Joshua Paling

2015 Development Goals

I did this last year. Been meaning to do it this year (I've had goals in my head since the beginning of the year). We're almost a third the way though 2015, but I've finally got around to writing them down.

1. Get a lot better at Ruby

As in plain ruby, without rails. Eg. I want to fully understand the difference between blocks, procs and lamdas without having to google it. I want to have a whole lot more of Ruby's built in classes and methods memorised. I want to get a LOT better at reading other's ruby code (eg. in gems)

2. Get a lot better at Javascript

I feel like I'm almost there with understanding javascripts odities. I'm still not really sure how to organise my javascript code once I have more than a small amount of it. I want to get confident structuring JS code, deciding which of the many non-class code reuse patterns to use and when, etc. I don't love javascript, but it looks like it's basically the future, so I'm going to have to get much better at it.

3. Try another language

Maybe python. Or maybe rust or go. I don't aim to get good at it - just to try it out, see how it differs. Maybe write something like Game of Life in it or something.

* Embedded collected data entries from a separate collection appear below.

//! Threat cards and the decks that group them.

use serde::{Deserialize, Serialize};
use std::collections::HashSet;

use super::{CardCode, RiskLevel, StrideCategory};
use crate::error::{DeckError, Result};

/// An external reference backing a card (e.g. an OWASP page).
#[derive(Debug, Clone, PartialEq, Eq, Serialize, Deserialize)]
pub struct ExternalReference {
    pub label: String,
    pub url: Option<String>,
}

/// A single threat scenario.
///
/// Cards are immutable once loaded: fields are only reachable through
/// accessors, and every enumerated attribute is checked at deserialization.
#[derive(Debug, Clone, PartialEq, Serialize, Deserialize)]
#[serde(try_from = "CardRecord", into = "CardRecord")]
pub struct Card {
    code: CardCode,
    title: String,
    category: StrideCategory,
    impact: RiskLevel,
    probability: RiskLevel,
    description: String,
    hint: Option<String>,
    mitigation: Option<String>,
    reference: Option<ExternalReference>,
    illustration: Option<String>,
    image_prompt: Option<String>,
    risk_domain: Option<String>,
}

impl Card {
    /// Create a card with the required attributes.
    pub fn new(
        code: impl Into<CardCode>,
        title: impl Into<String>,
        category: StrideCategory,
        impact: RiskLevel,
        probability: RiskLevel,
        description: impl Into<String>,
    ) -> Self {
        Self {
            code: code.into(),
            title: title.into(),
            category,
            impact,
            probability,
            description: description.into(),
            hint: None,
            mitigation: None,
            reference: None,
            illustration: None,
            image_prompt: None,
            risk_domain: None,
        }
    }

    /// Set the hint shown on the back of the card.
    pub fn with_hint(mut self, hint: impl Into<String>) -> Self {
        self.hint = Some(hint.into());
        self
    }

    /// Set the suggested mitigation.
    pub fn with_mitigation(mut self, mitigation: impl Into<String>) -> Self {
        self.mitigation = Some(mitigation.into());
        self
    }

    /// Attach an external reference.
    pub fn with_reference(mut self, label: impl Into<String>, url: Option<String>) -> Self {
        self.reference = Some(ExternalReference {
            label: label.into(),
            url,
        });
        self
    }

    /// Set a pre-rendered illustration path.
    pub fn with_illustration(mut self, path: impl Into<String>) -> Self {
        self.illustration = Some(path.into());
        self
    }

    /// Set the prompt used when an illustration has to be generated.
    pub fn with_image_prompt(mut self, prompt: impl Into<String>) -> Self {
        self.image_prompt = Some(prompt.into());
        self
    }

    pub fn code(&self) -> &CardCode {
        &self.code
    }

    pub fn title(&self) -> &str {
        &self.title
    }

    pub fn category(&self) -> StrideCategory {
        self.category
    }

    pub fn impact(&self) -> RiskLevel {
        self.impact
    }

    pub fn probability(&self) -> RiskLevel {
        self.probability
    }

    pub fn description(&self) -> &str {
        &self.description
    }

    pub fn hint(&self) -> Option<&str> {
        self.hint.as_deref()
    }

    pub fn mitigation(&self) -> Option<&str> {
        self.mitigation.as_deref()
    }

    pub fn reference(&self) -> Option<&ExternalReference> {
        self.reference.as_ref()
    }

    pub fn illustration(&self) -> Option<&str> {
        self.illustration.as_deref()
    }

    pub fn image_prompt(&self) -> Option<&str> {
        self.image_prompt.as_deref()
    }

    pub fn risk_domain(&self) -> Option<&str> {
        self.risk_domain.as_deref()
    }

    /// Impact weight times probability weight.
    pub fn severity(&self) -> u32 {
        self.impact.weight() * self.probability.weight()
    }
}

/// Flat on-disk shape of a card.
#[derive(Debug, Clone, Serialize, Deserialize)]
struct CardRecord {
    id: String,
    title: String,
    category: StrideCategory,
    impact: RiskLevel,
    probability: RiskLevel,
    description: String,
    #[serde(default, alias = "game_hint", skip_serializing_if = "Option::is_none")]
    hint: Option<String>,
    #[serde(default, skip_serializing_if = "Option::is_none")]
    mitigation: Option<String>,
    #[serde(default, skip_serializing_if = "Option::is_none")]
    reference: Option<String>,
    #[serde(default, skip_serializing_if = "Option::is_none")]
    reference_url: Option<String>,
    #[serde(default, skip_serializing_if = "Option::is_none")]
    image: Option<String>,
    #[serde(default, skip_serializing_if = "Option::is_none")]
    image_prompt: Option<String>,
    #[serde(default, skip_serializing_if = "Option::is_none")]
    risk_domain: Option<String>,
}

fn non_blank(value: Option<String>) -> Option<String> {
    value.filter(|v| !v.trim().is_empty())
}

impl TryFrom<CardRecord> for Card {
    type Error = DeckError;

    fn try_from(record: CardRecord) -> Result<Self> {
        let code = record.id.trim().to_string();
        if code.is_empty() {
            return Err(DeckError::invalid_card(record.title, "empty card code"));
        }
        if record.title.trim().is_empty() {
            return Err(DeckError::invalid_card(code, "empty title"));
        }

        let reference_url = non_blank(record.reference_url);
        let reference = match (non_blank(record.reference), reference_url) {
            (Some(label), url) => Some(ExternalReference { label, url }),
            (None, Some(url)) => Some(ExternalReference {
                label: url.clone(),
                url: Some(url),
            }),
            (None, None) => None,
        };

        Ok(Self {
            code: CardCode::new(code),
            title: record.title,
            category: record.category,
            impact: record.impact,
            probability: record.probability,
            description: record.description,
            hint: non_blank(record.hint),
            mitigation: non_blank(record.mitigation),
            reference,
            illustration: non_blank(record.image),
            image_prompt: non_blank(record.image_prompt),
            risk_domain: non_blank(record.risk_domain),
        })
    }
}

impl From<Card> for CardRecord {
    fn from(card: Card) -> Self {
        let (reference, reference_url) = match card.reference {
            Some(r) => (Some(r.label), r.url),
            None => (None, None),
        };
        Self {
            id: card.code.as_str().to_string(),
            title: card.title,
            category: card.category,
            impact: card.impact,
            probability: card.probability,
            description: card.description,
            hint: card.hint,
            mitigation: card.mitigation,
            reference,
            reference_url,
            image: card.illustration,
            image_prompt: card.image_prompt,
            risk_domain: card.risk_domain,
        }
    }
}

/// A named grouping of cards played as one session.
#[derive(Debug, Clone, PartialEq, Serialize, Deserialize)]
pub struct Deck {
    pub id: String,
    pub name: String,
    #[serde(default)]
    pub icon: String,
    #[serde(default)]
    pub description: String,
    #[serde(default)]
    pub cards: Vec<Card>,
}

impl Deck {
    /// Create a deck from its parts.
    pub fn new(
        id: impl Into<String>,
        name: impl Into<String>,
        icon: impl Into<String>,
        description: impl Into<String>,
        cards: Vec<Card>,
    ) -> Self {
        Self {
            id: id.into(),
            name: name.into(),
            icon: icon.into(),
            description: description.into(),
            cards,
        }
    }

    /// Check that the deck has an id and that its card codes are unique.
    pub fn validate(&self) -> Result<()> {
        if self.id.trim().is_empty() {
            return Err(DeckError::invalid_deck(&self.name, "empty deck id"));
        }
        let mut seen = HashSet::new();
        for card in &self.cards {
            if !seen.insert(card.code()) {
                return Err(DeckError::invalid_deck(
                    &self.id,
                    format!("card {} appears more than once", card.code()),
                ));
            }
        }
        Ok(())
    }

    /// Check whether a card code belongs to this deck.
    pub fn contains(&self, code: &CardCode) -> bool {
        self.cards.iter().any(|c| c.code() == code)
    }

    pub fn len(&self) -> usize {
        self.cards.len()
    }

    pub fn is_empty(&self) -> bool {
        self.cards.is_empty()
    }
}
//! Game configuration loaded from TOML.
//!
//! Every field has a default, so an empty file (or no file at all) yields a
//! playable configuration.

use serde::{Deserialize, Serialize};
use std::path::{Path, PathBuf};

use crate::error::{DeckError, Result};
use crate::risk::DEFAULT_SEVERITY_CAP;

/// Top-level configuration.
#[derive(Debug, Clone, PartialEq, Serialize, Deserialize, Default)]
#[serde(default)]
pub struct GameConfig {
    pub session: SessionConfig,
    pub narrative: NarrativeConfig,
}

/// Session and scoring settings.
#[derive(Debug, Clone, PartialEq, Serialize, Deserialize)]
#[serde(default)]
pub struct SessionConfig {
    /// Number of cards drawn for the mixed deck.
    pub mixed_deck_size: usize,
    /// Score at which the severity meter is full.
    pub severity_cap: u32,
}

impl Default for SessionConfig {
    fn default() -> Self {
        Self {
            mixed_deck_size: 3,
            severity_cap: DEFAULT_SEVERITY_CAP,
        }
    }
}

/// How narrative failures are papered over.
#[derive(Debug, Clone, Copy, PartialEq, Eq, Serialize, Deserialize, Default)]
#[serde(rename_all = "lowercase")]
pub enum FallbackStrategy {
    /// A fixed message.
    #[default]
    Static,
    /// A short digest computed from the ledger or card.
    Digest,
}

/// Narrative service settings.
#[derive(Debug, Clone, PartialEq, Serialize, Deserialize)]
#[serde(default)]
pub struct NarrativeConfig {
    pub fallback: FallbackStrategy,
    /// Directory prefix for locally resolved card illustrations.
    pub image_dir: String,
    pub image_extension: String,
}

impl Default for NarrativeConfig {
    fn default() -> Self {
        Self {
            fallback: FallbackStrategy::Static,
            image_dir: "images".to_string(),
            image_extension: "png".to_string(),
        }
    }
}

impl GameConfig {
    /// Environment variable for config path override.
    pub const ENV_CONFIG_PATH: &'static str = "THREAT_DECK_CONFIG";

    /// Default config filename.
    pub const DEFAULT_CONFIG_FILENAME: &'static str = "threat_deck.toml";

    /// Load configuration from `THREAT_DECK_CONFIG` or `./threat_deck.toml`.
    ///
    /// A missing file yields the defaults.
    pub fn load() -> Result<Self> {
        let path = std::env::var(Self::ENV_CONFIG_PATH)
            .map(PathBuf::from)
            .unwrap_or_else(|_| PathBuf::from(Self::DEFAULT_CONFIG_FILENAME));

        if !path.exists() {
            tracing::info!(path = %path.display(), "config not found, using defaults");
            return Ok(Self::default());
        }

        Self::load_from_path(&path)
    }

    /// Load configuration from a specific path.
    pub fn load_from_path(path: &Path) -> Result<Self> {
        let contents = std::fs::read_to_string(path).map_err(|source| DeckError::Io {
            path: path.to_path_buf(),
            source,
        })?;
        Self::parse(&contents)
    }

    /// Parse configuration from a TOML string.
    pub fn parse(contents: &str) -> Result<Self> {
        let config: GameConfig = toml::from_str(contents).map_err(DeckError::ConfigParse)?;
        config.validate()?;
        Ok(config)
    }

    fn validate(&self) -> Result<()> {
        if self.session.severity_cap == 0 {
            return Err(DeckError::InvalidConfig(
                "session.severity_cap must be positive".to_string(),
            ));
        }
        if self.session.mixed_deck_size == 0 {
            return Err(DeckError::InvalidConfig(
                "session.mixed_deck_size must be positive".to_string(),
            ));
        }
        if self.narrative.image_extension.trim().is_empty() {
            tracing::warn!("narrative.image_extension is empty; image paths will have no extension");
        }
        Ok(())
    }
}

4. Attend RORO often, and give at least a few talks

With my wife no longer working on a Tuesday night, I can go to RORO. yay. I also want to try and give several beginner-related Ruby/Rails talks - both to solidify my own understanding, and to provide some much needed beginner friendly (and Ruby-centric!) content.

5. Learn Ansible

I'm embarrassingly bad at server admin. One of my goals last year was "Come up with a solution I'm happy with for hosting Rails apps that my business makes". I found an outcome that I thought I was happy with, and that I thought would avoid the need for me to learn server stuff. But I was wrong - I really just have to bite the bullet and get better at it.

One of the reasons I'm so bad is that I always do it ad-hoc. I think learning one of the Infrastructure as Code tools will go a long way to helping me get better. I've heard Ansible is the most straight forward.

6. Make a few contributions to open source

Just a few, to projects that aren't mine. I'll be happy with that.

7. Make a gem. And get comfortable with the way they work

I have some stuff for admin areas that I end up duplicating each new project, so that's a good candidate for my first gem.

8. Learn D3

This was one of my goals at the beginning of this year - I've already done a project using it, so although I'm no expert, I'm over the first hump. This goal's already done.

9. Learn React.

Ditto D3 above. A goal at the beginning of the year. I've done it already - or at least, done one project and understand the basics.

10. Write at least 10 blog posts

Last year my goal was 6. I want to bump it up this year. They don't have to be super high quality. I want my focus for my blog to be just about me learning stuff, and keeping stuff for future reference. I'll put it online for the heck of it, but I don't want that to mean that I get bogged down too much in a 'quality over quantity' mentality. If it's good enough for me to learn something from it, then it's good enough to count as a blog post.

11. Make at least 2 screencasts

This was a goal for last year and I didn't do it. They don't have to be amazing, but I do want to check it off this year.

12. Go to bed by 10 or 10:30, and maintain decent work/life balance.

I regularly slip into the schedule of coding til midnight, and spending all my time coding or reading/watching tech-related stuff in a desparate attempt to get better and stay on top of things. Every so often I start to feel burnt out. I'm pretty good at calling myself out on it when that does happen, and setting a strict schedule to avoid excessive work - but this year, I want to try and avoid even getting to that point in the first place. It's already happened once so far in 2015. On that note, it's 10:34pm, so I guess that'll my last goal for this year.